A Renegade on a Mission
Dr. Marciello doesn’t let a Stargardt disease diagnosis get in the way of his twin passions: medicine and baseball.
Mike Marciello, M.D., was a medical student 25 years ago when he started to notice problems seeing in dark settings. But he struggled to get a diagnosis through his years of academia. Despite those frustrations, he went on to complete his medical degree and became a successful physiatrist, a doctor specializing in physical medicine and rehabilitation (PM&R).
Dr. Marciello is now board certified in PM&R and specializes in musculoskeletal pain disorders. He is also currently in the process of opening an integrative physical medicine private practice, where he will focus on the rehabilitation of patients with disabling neurological and musculoskeletal impairments.
It wasn’t until seven years ago that Dr. Marciello finally received his diagnosis of Stargardt disease, an inherited form of macular degeneration. His disease has progressed very slowly over the years, which is one reason why doctors had a hard time diagnosing his vision challenges.
“I have been fortunate that the central portion of my macula has been relatively spared in spite of the decline,” Dr. Marciello says of his vision, which is currently 20/40 with corrective lenses. “I can still read as long as the words are located central to my vision. It is kind of like looking at a dart board and the bull’s eye is normal, then the next surrounding circle is poor with most of it absent, and the outer circle is normal again.”

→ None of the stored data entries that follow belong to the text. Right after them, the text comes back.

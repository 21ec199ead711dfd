#![forbid(unsafe_code)]

//! A document stand-in for scenario tests.
//!
//! [`PageModel`] applies one output batch at a time the way the real page
//! glue would: container markup is replaced wholesale, a patch addressed to
//! an absent container is skipped without complaint, the overlay follows
//! the last cue in the batch, and history rewrites move the address bar
//! without navigating.

use std::collections::{BTreeMap, BTreeSet};

use storefacet_host::output::{ContainerId, Overlay, RebindTargets, ShopOutputs};
use url::Url;

/// Mutable page state as the host glue would see it.
#[derive(Debug, Clone)]
pub struct PageModel {
    url: Url,
    containers: BTreeMap<ContainerId, String>,
    absent: BTreeSet<ContainerId>,
    overlay_visible: bool,
    rebound: RebindTargets,
    navigated: Option<Url>,
}

impl PageModel {
    /// A page at `url` with all four containers present and empty.
    #[must_use]
    pub fn new(url: Url) -> Self {
        let containers = ContainerId::ALL
            .into_iter()
            .map(|id| (id, String::new()))
            .collect();
        Self {
            url,
            containers,
            absent: BTreeSet::new(),
            overlay_visible: false,
            rebound: RebindTargets::empty(),
            navigated: None,
        }
    }

    /// Remove a container from the page entirely.
    #[must_use]
    pub fn without(mut self, container: ContainerId) -> Self {
        self.absent.insert(container);
        self.containers.remove(&container);
        self
    }

    /// Apply one drained output batch.
    pub fn apply(&mut self, outputs: &ShopOutputs) {
        for patch in &outputs.patches {
            if self.absent.contains(&patch.container) {
                continue;
            }
            self.containers.insert(patch.container, patch.html.clone());
        }
        self.rebound |= outputs.rebinds;
        if let Some(overlay) = outputs.overlay {
            self.overlay_visible = matches!(overlay, Overlay::Show);
        }
        if let Some(url) = outputs.history.last() {
            self.url = url.clone();
        }
        if let Some(url) = &outputs.redirect {
            self.navigated = Some(url.clone());
        }
    }

    /// Current markup of a container, `None` when absent.
    #[must_use]
    pub fn container(&self, id: ContainerId) -> Option<&str> {
        self.containers.get(&id).map(String::as_str)
    }

    /// Current address-bar URL.
    #[must_use]
    pub fn url(&self) -> &Url {
        &self.url
    }

    /// Whether the loading overlay is showing.
    #[must_use]
    pub fn overlay_visible(&self) -> bool {
        self.overlay_visible
    }

    /// Handler families re-attached at any point so far.
    #[must_use]
    pub fn rebound(&self) -> RebindTargets {
        self.rebound
    }

    /// Where the page navigated to, if it did.
    #[must_use]
    pub fn navigated(&self) -> Option<&Url> {
        self.navigated.as_ref()
    }
}
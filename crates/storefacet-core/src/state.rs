#![forbid(unsafe_code)]

//! Filter state records and the small enums they are built from.
//!
//! `FilterState` is a plain value: cheap to clone, ordered collections
//! throughout, equality meaning "same query". Invariants (page at least
//! 1, ordered price range, known category ids) are restored by
//! [`FilterState::normalize`] after any untrusted input such as a parsed
//! URL.

use crate::category::{CategoryId, CategoryTree};
use std::collections::BTreeSet;

/// Product sort order, named on the wire as WooCommerce names them.
#[derive(Debug, Clone, Copy, PartialEq, Eq, Default)]
#[cfg_attr(feature = "serde", derive(serde::Serialize, serde::Deserialize))]
pub enum SortOrder {
    /// Store owner's curated order (`menu_order`, the default).
    #[default]
    MenuOrder,
    /// Best selling first (`popularity`).
    Popularity,
    /// Highest rated first (`rating`).
    Rating,
    /// Most recently added first (`date`).
    Latest,
    /// Cheapest first (`price`).
    PriceAsc,
    /// Most expensive first (`price-desc`).
    PriceDesc,
}

impl SortOrder {
    /// All orders, in the order the sort dropdown lists them.
    pub const ALL: [SortOrder; 6] = [
        SortOrder::MenuOrder,
        SortOrder::Popularity,
        SortOrder::Rating,
        SortOrder::Latest,
        SortOrder::PriceAsc,
        SortOrder::PriceDesc,
    ];

    /// The wire name sent as `orderby`.
    #[must_use]
    pub const fn as_str(self) -> &'static str {
        match self {
            SortOrder::MenuOrder => "menu_order",
            SortOrder::Popularity => "popularity",
            SortOrder::Rating => "rating",
            SortOrder::Latest => "date",
            SortOrder::PriceAsc => "price",
            SortOrder::PriceDesc => "price-desc",
        }
    }

    /// Parse a wire name. Unknown names yield `None`; callers that want
    /// lenient behavior chain `.unwrap_or_default()`.
    #[must_use]
    pub fn parse(s: &str) -> Option<Self> {
        match s {
            "menu_order" => Some(SortOrder::MenuOrder),
            "popularity" => Some(SortOrder::Popularity),
            "rating" => Some(SortOrder::Rating),
            "date" => Some(SortOrder::Latest),
            "price" => Some(SortOrder::PriceAsc),
            "price-desc" => Some(SortOrder::PriceDesc),
            _ => None,
        }
    }
}

/// Products shown per page. The storefront offers exactly these counts.
#[derive(Debug, Clone, Copy, PartialEq, Eq, Default)]
#[cfg_attr(feature = "serde", derive(serde::Serialize, serde::Deserialize))]
pub enum PageSize {
    /// 12 per page (the default).
    #[default]
    P12,
    /// 24 per page.
    P24,
    /// 48 per page.
    P48,
    /// 96 per page.
    P96,
}

impl PageSize {
    /// All sizes, smallest first.
    pub const ALL: [PageSize; 4] = [PageSize::P12, PageSize::P24, PageSize::P48, PageSize::P96];

    /// The product count for this size.
    #[must_use]
    pub const fn count(self) -> u32 {
        match self {
            PageSize::P12 => 12,
            PageSize::P24 => 24,
            PageSize::P48 => 48,
            PageSize::P96 => 96,
        }
    }

    /// Exact-match lookup. Anything other than 12/24/48/96 yields `None`.
    #[must_use]
    pub const fn from_count(n: u32) -> Option<Self> {
        match n {
            12 => Some(PageSize::P12),
            24 => Some(PageSize::P24),
            48 => Some(PageSize::P48),
            96 => Some(PageSize::P96),
            _ => None,
        }
    }
}

/// Catalog-wide price range and slider step, fixed at page load.
///
/// Construction sanitizes rather than errors: a zero step becomes 1,
/// reversed bounds are swapped, and a span narrower than one step is
/// widened, moving the floor down when the ceiling has no headroom, so
/// a valid selection always exists.
#[derive(Debug, Clone, Copy, PartialEq, Eq)]
#[cfg_attr(feature = "serde", derive(serde::Serialize, serde::Deserialize))]
pub struct PriceBounds {
    floor: u32,
    ceil: u32,
    step: u32,
}

impl PriceBounds {
    /// Create sanitized bounds.
    #[must_use]
    pub fn new(floor: u32, ceil: u32, step: u32) -> Self {
        let step = step.max(1);
        let (floor, ceil) = if floor <= ceil {
            (floor, ceil)
        } else {
            (ceil, floor)
        };
        // One full step of room must exist above the floor, even with a
        // ceiling at the top of the u32 range.
        let floor = floor.min(u32::MAX - step);
        let ceil = ceil.max(floor.saturating_add(step));
        Self { floor, ceil, step }
    }

    /// Lowest selectable price.
    #[must_use]
    pub const fn floor(self) -> u32 {
        self.floor
    }

    /// Highest selectable price.
    #[must_use]
    pub const fn ceil(self) -> u32 {
        self.ceil
    }

    /// Slider step granularity, at least 1.
    #[must_use]
    pub const fn step(self) -> u32 {
        self.step
    }

    /// Clamp `value` into `[floor, ceil]`.
    #[must_use]
    pub fn clamp(self, value: u32) -> u32 {
        value.clamp(self.floor, self.ceil)
    }

    /// Round `value` to the nearest step multiple above the floor, then
    /// clamp back into range.
    #[must_use]
    pub fn snap(self, value: u32) -> u32 {
        let value = self.clamp(value);
        let offset = value - self.floor;
        let snapped = offset.saturating_add(self.step / 2) / self.step * self.step;
        self.clamp(self.floor.saturating_add(snapped))
    }

    /// The unconstrained selection covering the whole range.
    #[must_use]
    pub fn full_selection(self) -> PriceSelection {
        PriceSelection {
            min: self.floor,
            max: self.ceil,
        }
    }
}

/// The currently selected price range.
#[derive(Debug, Clone, Copy, PartialEq, Eq)]
#[cfg_attr(feature = "serde", derive(serde::Serialize, serde::Deserialize))]
pub struct PriceSelection {
    /// Lower bound, inclusive.
    pub min: u32,
    /// Upper bound, inclusive.
    pub max: u32,
}

impl PriceSelection {
    /// Whether the selection covers the whole catalog range.
    #[must_use]
    pub fn is_full(self, bounds: PriceBounds) -> bool {
        self.min <= bounds.floor() && self.max >= bounds.ceil()
    }

    /// Whether the lower bound actually constrains anything.
    #[must_use]
    pub fn constrains_min(self, bounds: PriceBounds) -> bool {
        self.min > bounds.floor()
    }

    /// Whether the upper bound actually constrains anything.
    #[must_use]
    pub fn constrains_max(self, bounds: PriceBounds) -> bool {
        self.max < bounds.ceil()
    }

    /// Clamp into `bounds` and restore `min <= max` by swapping.
    #[must_use]
    pub fn normalized(self, bounds: PriceBounds) -> Self {
        let min = bounds.clamp(self.min);
        let max = bounds.clamp(self.max);
        if min <= max {
            Self { min, max }
        } else {
            Self { min: max, max: min }
        }
    }
}

/// Which family of filter an active-filter chip belongs to.
#[derive(Debug, Clone, Copy, PartialEq, Eq)]
#[cfg_attr(feature = "serde", derive(serde::Serialize, serde::Deserialize))]
#[cfg_attr(feature = "serde", serde(rename_all = "snake_case"))]
pub enum FilterKind {
    /// A category checkbox.
    Category,
    /// The price range slider.
    Price,
    /// The on-sale toggle.
    OnSale,
    /// The in-stock toggle.
    InStock,
}

impl FilterKind {
    /// The wire name used in active-filter chips.
    #[must_use]
    pub const fn as_str(self) -> &'static str {
        match self {
            FilterKind::Category => "category",
            FilterKind::Price => "price",
            FilterKind::OnSale => "on_sale",
            FilterKind::InStock => "in_stock",
        }
    }

    /// Parse a wire name.
    #[must_use]
    pub fn parse(s: &str) -> Option<Self> {
        match s {
            "category" => Some(FilterKind::Category),
            "price" => Some(FilterKind::Price),
            "on_sale" => Some(FilterKind::OnSale),
            "in_stock" => Some(FilterKind::InStock),
            _ => None,
        }
    }
}

/// A single-field change that bypasses staging and applies immediately.
#[derive(Debug, Clone, Copy, PartialEq, Eq)]
pub enum InstantPatch {
    /// Toggle the on-sale filter.
    OnSale(bool),
    /// Toggle the in-stock filter.
    InStock(bool),
    /// Change the sort order.
    Sort(SortOrder),
    /// Change the page size.
    PerPage(PageSize),
    /// Jump to a page (1-based; 0 is treated as 1).
    Page(u32),
}

/// The complete set of filters describing one product listing query.
#[derive(Debug, Clone, PartialEq, Eq)]
#[cfg_attr(feature = "serde", derive(serde::Serialize, serde::Deserialize))]
pub struct FilterState {
    /// Selected category ids. Set semantics: no duplicates, stable order.
    pub categories: BTreeSet<CategoryId>,
    /// Selected price range.
    pub price: PriceSelection,
    /// Only show discounted products.
    pub on_sale: bool,
    /// Only show purchasable products.
    pub in_stock: bool,
    /// Sort order.
    pub orderby: SortOrder,
    /// Products per page.
    pub per_page: PageSize,
    /// Current page, 1-based.
    pub page: u32,
}

impl FilterState {
    /// The unfiltered first page over `bounds`.
    #[must_use]
    pub fn defaults(bounds: PriceBounds) -> Self {
        Self {
            categories: BTreeSet::new(),
            price: bounds.full_selection(),
            on_sale: false,
            in_stock: false,
            orderby: SortOrder::default(),
            per_page: PageSize::default(),
            page: 1,
        }
    }

    /// Whether `id` is in the category selection.
    #[must_use]
    pub fn is_selected(&self, id: CategoryId) -> bool {
        self.categories.contains(&id)
    }

    /// Whether every field matches the unfiltered default.
    #[must_use]
    pub fn is_default(&self, bounds: PriceBounds) -> bool {
        self.categories.is_empty()
            && self.price.is_full(bounds)
            && !self.on_sale
            && !self.in_stock
            && self.orderby == SortOrder::default()
            && self.per_page == PageSize::default()
            && self.page <= 1
    }

    /// Restore invariants after untrusted input: page at least 1, price
    /// clamped and ordered, unknown category ids dropped.
    pub fn normalize(&mut self, bounds: PriceBounds, tree: &CategoryTree) {
        self.page = self.page.max(1);
        self.price = self.price.normalized(bounds);
        tree.retain_known(&mut self.categories);
    }
}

Dr. Marciello hasn’t let his Stargardt disease get in the way of his other passion in life – baseball. He was always athletic, playing football and baseball in high school. During college, he played only baseball and on his summer breaks, he participated in the highly competitive Intercity and Boston Park Leagues. As an adult, he helped coach youth baseball, as well as his own children’s baseball teams.
Dr. Marciello discovered beep baseball in 2013, shortly, and coincidentally, after he received his official diagnosis of Stargardt disease. Beep baseball is an adaptive form of baseball. There are two sighted coaches on the field to direct the defense, and a sighted pitcher and catcher to direct the offense; the players and batters are all blinded. Instead of the traditional three bases, beep baseball only has two bases roughly placed where first and third are located. These bases are tall, cylinder-shaped, and beep through a speaker. Batters get four strikes per out. There are six innings and three outs per inning for each team. When the beeping ball is hit, the sighted spotter in the field will call out a zone so that the blinded players on the field know which direction the ball is going. The goal for the defensive player is to make contact with the ball and pick it up before the batter reaches base.
“The game is challenging, physically demanding, but a lot of fun!” says Dr. Marciello. “When I heard about the Boston Renegades beep ball team through a local publication, I thought to myself, well this is me! A group of blind and low vision people playing this game I love. I knew I wanted to become involved with it somehow.”
Dr. Marciello now helps as the team’s batting coach. Beep baseball can sometimes be brutal, and players often take a beating on the field due to how physically demanding the games can get, especially in the field diving for the ball. Dr. Marciello saw another opportunity to help the team and puts his medical expertise to use as the team doctor, treating the injuries that the players incur during the game.
Dr. Marciello has been involved with the Foundation Fighting Blindness for more than a year. He first became involved with the Boston chapter, and then became a chapter leader for the Foundation’s new Professional Outreach department. The goal of Professional Outreach is to get more facilities, doctors, and ultimately patients, across the nation familiar with the Foundation and the many resources available for patients diagnosed with inherited retinal diseases. Dr. Marciello helps achieve that goal by using not only his medical background and education, but his own experience and frustrations going through the process of getting diagnosed. There is little awareness in the medical community when it comes to inherited retinal diseases.
“It’s important that doctors know how to take care of their blind and low vision patients so that they can take better care of them,” says Dr. Marciello, on why he wanted to become involved in this new endeavor.
Dr. Marciello’s passion and motivation to help improve the patient experience makes him a great advocate for the Foundation. With Dr. Marciello and other volunteers, the Foundation is helping more patients and families feel hopeful when they receive their diagnosis.